Awal penulisan Al-Qur’an adalah ketika ia diturunkan, di hadapan Rasulullah saw, dan wahyu hadir. Pada saat itu kodifikasi berwujud tulisan-tulisan yang berserak. Perlu ditekankan bahwa awal penulisan adalah ketika wahyu hadir. Yakni ketika bagian Al-Qur’an diturunkan, Rasulullah memanggil penulis yang hadir di sekitarnya untuk menulis di depannya selagi Jibril as hadir untuk membenarkan jika ada kesalahan. Allah berfirman, “Seandainya dia mengadakan sebagian perkataan atas Kami, niscaya benar-benar Kami pegang dia pada tangan kanannya, Kemudian benar-benar Kami potong urat tali jantungnya.” (Al-Haqqah: 44-46).

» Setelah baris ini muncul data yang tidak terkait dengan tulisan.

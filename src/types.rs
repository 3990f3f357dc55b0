//! Image records shared by every phase.
//!
//! Discovery creates records, the validator sets their [`ImageType`], and the
//! duplicate detector fills in content signatures. All phases address a record
//! by its canonical name through the single [`ImageRegistry`].

use crate::naming::{self, IMAGE_SET_SUFFIX};
use indexmap::IndexMap;
use std::collections::HashMap;
use std::fmt;

/// One physical file of an image, relative to the image root.
#[derive(Debug, Clone, PartialEq, Eq)]
pub struct ImageFile {
    pub path: String,
    /// `None` for scale-independent (vector) files.
    pub scale: Option<u32>,
}

/// Classification of a record's files.
///
/// Starts `Undefined`; the first classified file fixes it. A file disagreeing
/// with the fixed type moves the record to `Mixed`, which never reverts.
#[derive(Debug, Clone, Copy, PartialEq, Eq)]
pub enum ImageType {
    Undefined,
    Vector,
    Raster,
    Mixed,
}

impl fmt::Display for ImageType {
    fn fmt(&self, f: &mut fmt::Formatter<'_>) -> fmt::Result {
        let s = match self {
            ImageType::Undefined => "undefined",
            ImageType::Vector => "vector",
            ImageType::Raster => "raster",
            ImageType::Mixed => "mixed",
        };
        f.write_str(s)
    }
}

/// Outcome of [`ImageRecord::classify`].
#[derive(Debug, Clone, Copy, PartialEq, Eq)]
pub enum TypeChange {
    /// Type unchanged or fixed for the first time.
    Consistent,
    /// The record just became `Mixed`; carries the previous type.
    BecameMixed(ImageType),
    /// Already `Mixed`; nothing new to report.
    AlreadyMixed,
}

/// The canonical unit of the model: one logical image and its files.
#[derive(Debug, Clone)]
pub struct ImageRecord {
    pub name: String,
    /// Discovery order.
    pub files: Vec<ImageFile>,
    pub image_type: ImageType,
    /// Normalized decoded content of the highest-scale file, once computed.
    pub content_signature: Option<Vec<u8>>,
}

impl ImageRecord {
    pub fn new(name: impl Into<String>, file: ImageFile) -> Self {
        Self {
            name: name.into(),
            files: vec![file],
            image_type: ImageType::Undefined,
            content_signature: None,
        }
    }

    /// Record the type of one file, detecting type mixing.
    pub fn classify(&mut self, new_type: ImageType) -> TypeChange {
        match self.image_type {
            ImageType::Mixed => TypeChange::AlreadyMixed,
            ImageType::Undefined => {
                self.image_type = new_type;
                TypeChange::Consistent
            }
            current if current == new_type => TypeChange::Consistent,
            current => {
                self.image_type = ImageType::Mixed;
                TypeChange::BecameMixed(current)
            }
        }
    }

    /// The single image-set folder owning every file, if there is one.
    ///
    /// `None` when any file lies outside an image set, or when files come
    /// from different image sets.
    pub fn catalog_path(&self) -> Option<String> {
        let mut result: Option<String> = None;
        for file in &self.files {
            let owner = image_set_of(&file.path)?;
            match &result {
                Some(existing) if *existing != owner => return None,
                Some(_) => {}
                None => result = Some(owner),
            }
        }
        result
    }

    /// The file with the greatest scale; unscaled files count as scale 1.
    /// Ties go to the earliest discovered.
    pub fn highest_scale_file(&self) -> Option<&ImageFile> {
        let mut best: Option<&ImageFile> = None;
        for file in &self.files {
            let scale = file.scale.unwrap_or(1);
            if best.is_none_or(|b| scale > b.scale.unwrap_or(1)) {
                best = Some(file);
            }
        }
        best
    }
}

/// Path prefix up to and including the first image-set component.
fn image_set_of(path: &str) -> Option<String> {
    let mut prefix = Vec::new();
    for component in path.split('/') {
        prefix.push(component);
        if component.ends_with(IMAGE_SET_SUFFIX) {
            return Some(prefix.join("/"));
        }
    }
    None
}

/// Authoritative map from canonical name to record, plus the mirror map for
/// generated-accessor lookups.
#[derive(Debug, Default)]
pub struct ImageRegistry {
    records: IndexMap<String, ImageRecord>,
    mirror: HashMap<String, String>,
}

impl ImageRegistry {
    pub fn new() -> Self {
        Self::default()
    }

    /// Add a file under `name`, creating the record on first sight.
    pub fn insert(&mut self, name: &str, file: ImageFile) {
        match self.records.get_mut(name) {
            Some(record) => record.files.push(file),
            None => {
                self.mirror
                    .insert(naming::mirror_key(name), name.to_string());
                self.records
                    .insert(name.to_string(), ImageRecord::new(name, file));
            }
        }
    }

    pub fn get(&self, name: &str) -> Option<&ImageRecord> {
        self.records.get(name)
    }

    pub fn get_mut(&mut self, name: &str) -> Option<&mut ImageRecord> {
        self.records.get_mut(name)
    }

    pub fn contains(&self, name: &str) -> bool {
        self.records.contains_key(name)
    }

    /// Resolve a generated-accessor key back to a canonical name.
    pub fn resolve_mirror(&self, key: &str) -> Option<&str> {
        self.mirror.get(key).map(String::as_str)
    }

    pub fn names(&self) -> impl Iterator<Item = &str> {
        self.records.keys().map(String::as_str)
    }

    pub fn records(&self) -> impl Iterator<Item = &ImageRecord> {
        self.records.values()
    }

    pub fn records_mut(&mut self) -> impl Iterator<Item = &mut ImageRecord> {
        self.records.values_mut()
    }

    pub fn len(&self) -> usize {
        self.records.len()
    }

    pub fn is_empty(&self) -> bool {
        self.records.is_empty()
    }

    /// Total number of files across all records.
    pub fn file_count(&self) -> usize {
        self.records.values().map(|r| r.files.len()).sum()
    }
}

#[cfg(test)]
mod tests {
    use super::*;

    fn file(path: &str, scale: Option<u32>) -> ImageFile {
        ImageFile {
            path: path.to_string(),
            scale,
        }
    }

    #[test]
    fn first_classification_fixes_type() {
        let mut r = ImageRecord::new("A", file("A.png", Some(2)));
        assert_eq!(r.classify(ImageType::Raster), TypeChange::Consistent);
        assert_eq!(r.classify(ImageType::Raster), TypeChange::Consistent);
        assert_eq!(r.image_type, ImageType::Raster);
    }

    #[test]
    fn disagreement_becomes_mixed_once() {
        let mut r = ImageRecord::new("A", file("A.png", Some(2)));
        r.classify(ImageType::Raster);
        assert_eq!(
            r.classify(ImageType::Vector),
            TypeChange::BecameMixed(ImageType::Raster)
        );
        assert_eq!(r.image_type, ImageType::Mixed);
        assert_eq!(r.classify(ImageType::Raster), TypeChange::AlreadyMixed);
        assert_eq!(r.image_type, ImageType::Mixed);
    }

    #[test]
    fn catalog_path_single_image_set() {
        let mut r = ImageRecord::new(
            "Icon",
            file("A.xcassets/Icon.imageset/Icon@2x.png", Some(2)),
        );
        r.files
            .push(file("A.xcassets/Icon.imageset/Icon@3x.png", Some(3)));
        assert_eq!(
            r.catalog_path().as_deref(),
            Some("A.xcassets/Icon.imageset")
        );
    }

    #[test]
    fn catalog_path_absent_for_different_sets() {
        let mut r = ImageRecord::new("Icon", file("A.xcassets/Icon.imageset/Icon.png", None));
        r.files.push(file("B.xcassets/Icon.imageset/Icon.png", None));
        assert_eq!(r.catalog_path(), None);
    }

    #[test]
    fn catalog_path_absent_for_loose_files() {
        let mut r = ImageRecord::new("Icon", file("Icon.png", None));
        r.files.push(file("A.xcassets/Icon.imageset/Icon.png", None));
        assert_eq!(r.catalog_path(), None);
    }

    #[test]
    fn highest_scale_prefers_largest() {
        let mut r = ImageRecord::new("Icon", file("Icon.png", None));
        r.files.push(file("Icon@3x.png", Some(3)));
        r.files.push(file("Icon@2x.png", Some(2)));
        assert_eq!(r.highest_scale_file().unwrap().path, "Icon@3x.png");
    }

    #[test]
    fn highest_scale_tie_keeps_first() {
        let mut r = ImageRecord::new("Logo", file("Logo.pdf", None));
        r.files.push(file("Logo@1x.png", Some(1)));
        assert_eq!(r.highest_scale_file().unwrap().path, "Logo.pdf");
    }

    #[test]
    fn registry_appends_in_discovery_order() {
        let mut reg = ImageRegistry::new();
        reg.insert("B", file("B@2x.png", Some(2)));
        reg.insert("A", file("A.pdf", None));
        reg.insert("B", file("B@3x.png", Some(3)));

        assert_eq!(reg.names().collect::<Vec<_>>(), vec!["B", "A"]);
        assert_eq!(reg.get("B").unwrap().files.len(), 2);
        assert_eq!(reg.file_count(), 3);
    }

    #[test]
    fn registry_mirror_resolves_to_canonical() {
        let mut reg = ImageRegistry::new();
        reg.insert("Folder/Close", file("A.xcassets/Folder/Close.imageset/c.png", None));
        assert_eq!(reg.resolve_mirror("Folder.close"), Some("Folder/Close"));
        assert_eq!(reg.resolve_mirror("Folder/Close"), None);
    }
}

Perhatikan kalimat “niscaya benar-benar Kami pegang dia pada tangan kanannya.” Jika si penulis menulis, kemudian berniat mengubah kata yang ia tulis, serta-merta Allah akan segera mencegahnya melanjutkan penulisan. Itulah maksud “Kami pegang dia pada tangan kanannya”, karena asosiasi tangan kanan digunakan untuk menulis. Seperti halnya nash Al-Qur’an dijaga saat penurunannya ke langit dunia, maka penjagaan itu juga tetap ada ketika sampai di bumi.

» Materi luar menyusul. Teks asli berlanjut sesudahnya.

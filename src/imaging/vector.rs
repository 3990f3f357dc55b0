//! Text-level inspection of vector documents.
//!
//! SVG and PDF have no pixel decoder in the stack, so their logical size is
//! read straight from the markup:
//!
//! - SVG: `width`/`height` on the root `<svg>` element (`pt`/`px` units
//!   accepted), falling back to the `viewBox` extent.
//! - PDF: the first `/MediaBox [x0 y0 x1 y1]`.
//!
//! The same text reveals raster content smuggled into a "vector" file: an
//! `<image>` element in SVG, an `/Image` XObject in PDF.

use super::backend::VectorSize;
use regex::Regex;
use std::path::Path;
use std::sync::LazyLock;

static SVG_TAG: LazyLock<Regex> =
    LazyLock::new(|| Regex::new(r"(?s)<svg\b[^>]*>").expect("valid svg tag regex"));

static SVG_WIDTH: LazyLock<Regex> = LazyLock::new(|| {
    Regex::new(r#"\swidth\s*=\s*["']\s*([0-9]*\.?[0-9]+)\s*(?:pt|px)?\s*["']"#)
        .expect("valid svg width regex")
});

static SVG_HEIGHT: LazyLock<Regex> = LazyLock::new(|| {
    Regex::new(r#"\sheight\s*=\s*["']\s*([0-9]*\.?[0-9]+)\s*(?:pt|px)?\s*["']"#)
        .expect("valid svg height regex")
});

static SVG_VIEWBOX: LazyLock<Regex> = LazyLock::new(|| {
    Regex::new(
        r#"viewBox\s*=\s*["']\s*-?[0-9.]+[\s,]+-?[0-9.]+[\s,]+([0-9]*\.?[0-9]+)[\s,]+([0-9]*\.?[0-9]+)\s*["']"#,
    )
    .expect("valid svg viewBox regex")
});

static PDF_MEDIABOX: LazyLock<Regex> = LazyLock::new(|| {
    Regex::new(
        r"/MediaBox\s*\[\s*(-?[0-9.]+)\s+(-?[0-9.]+)\s+(-?[0-9.]+)\s+(-?[0-9.]+)\s*\]",
    )
    .expect("valid pdf mediabox regex")
});

static SVG_RASTER: LazyLock<Regex> =
    LazyLock::new(|| Regex::new(r"<image[\s>]").expect("valid svg image regex"));

static PDF_RASTER: LazyLock<Regex> =
    LazyLock::new(|| Regex::new(r"/[Ii]mage").expect("valid pdf image regex"));

/// Vector document formats understood here.
#[derive(Debug, Clone, Copy, PartialEq, Eq)]
pub enum VectorFormat {
    Svg,
    Pdf,
}

impl VectorFormat {
    pub fn from_path(path: &Path) -> Option<Self> {
        let ext = path.extension()?.to_str()?;
        if ext.eq_ignore_ascii_case("svg") {
            Some(VectorFormat::Svg)
        } else if ext.eq_ignore_ascii_case("pdf") {
            Some(VectorFormat::Pdf)
        } else {
            None
        }
    }

    /// Logical size declared by the document; zero when none is declared.
    pub fn logical_size(self, text: &str) -> VectorSize {
        let size = match self {
            VectorFormat::Svg => svg_size(text),
            VectorFormat::Pdf => pdf_size(text),
        };
        size.unwrap_or(VectorSize {
            width: 0.0,
            height: 0.0,
        })
    }

    /// Whether the document embeds raster image data.
    pub fn embeds_raster(self, text: &str) -> bool {
        match self {
            VectorFormat::Svg => SVG_RASTER.is_match(text),
            VectorFormat::Pdf => PDF_RASTER.is_match(text),
        }
    }
}

/// Read a vector document as text; binary sections are replaced lossily.
pub fn read_document(path: &Path) -> std::io::Result<String> {
    let bytes = std::fs::read(path)?;
    Ok(String::from_utf8_lossy(&bytes).into_owned())
}

fn svg_size(text: &str) -> Option<VectorSize> {
    let tag = SVG_TAG.find(text)?.as_str();
    let width = capture_f64(&SVG_WIDTH, tag);
    let height = capture_f64(&SVG_HEIGHT, tag);
    if let (Some(width), Some(height)) = (width, height) {
        return Some(VectorSize { width, height });
    }
    let caps = SVG_VIEWBOX.captures(tag)?;
    Some(VectorSize {
        width: caps[1].parse().ok()?,
        height: caps[2].parse().ok()?,
    })
}

fn pdf_size(text: &str) -> Option<VectorSize> {
    let caps = PDF_MEDIABOX.captures(text)?;
    let coord = |i: usize| caps[i].parse::<f64>().ok();
    let (x0, y0, x1, y1) = (coord(1)?, coord(2)?, coord(3)?, coord(4)?);
    Some(VectorSize {
        width: (x1 - x0).abs(),
        height: (y1 - y0).abs(),
    })
}

fn capture_f64(re: &Regex, text: &str) -> Option<f64> {
    re.captures(text)?.get(1)?.as_str().parse().ok()
}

Jika dikatakan bahwa Muhammad saw adalah seorang yang tidak bisa membaca dan menulis, akan tetapi disana ada Jibril as. Rasulullah saw adalah penyampai dari Rabb-nya. Apakah jika penulis mengganti kata dari yang seharusnya ditulis, maka Allah akan membiarkannya? Lalu Jibril as juga mendiamkan? Walaupun Rasulullah saw buta huruf, namun itu untuk ukuran manusia dan bukan untuk ukuran Allah. Dia berfirman, “dan telah mengajarkan kepadamu apa yang belum kamu ketahui. Dan adalah karunia Allah sangat besar atasmu.” (An-Nisa: 113). Selanjutnya Allah juga berfirman, “Sungguh Allah telah memberi karunia kepada orang-orang yang beriman ketika Allah mengutus diantara mereka seorang rasul dari golongan mereka sendiri, yang membacakan kepada mereka ayat-ayat Allah, membersihkan mereka, dan mengajarkan kepada mereka Al-Kitab dan Al-Hikmah.” (Ali `Imran: 164). Adalah Nabi saw dalam posisi pengajar karena Jibril as juga hadir ketika itu.
Hingga akhirnya majelis itu bubar dan Rasulullah saw ridha atas tulisan-tulisan yang ditulis di hadapannya. Seminimalnya status tulisan tersebut adalah sunnah taqririyah yang berarti Rasulullah saw telah mengkonfirmasinya. Demikianlah dimulainya penulisan Al-Qur’an pada tahap yang pertama.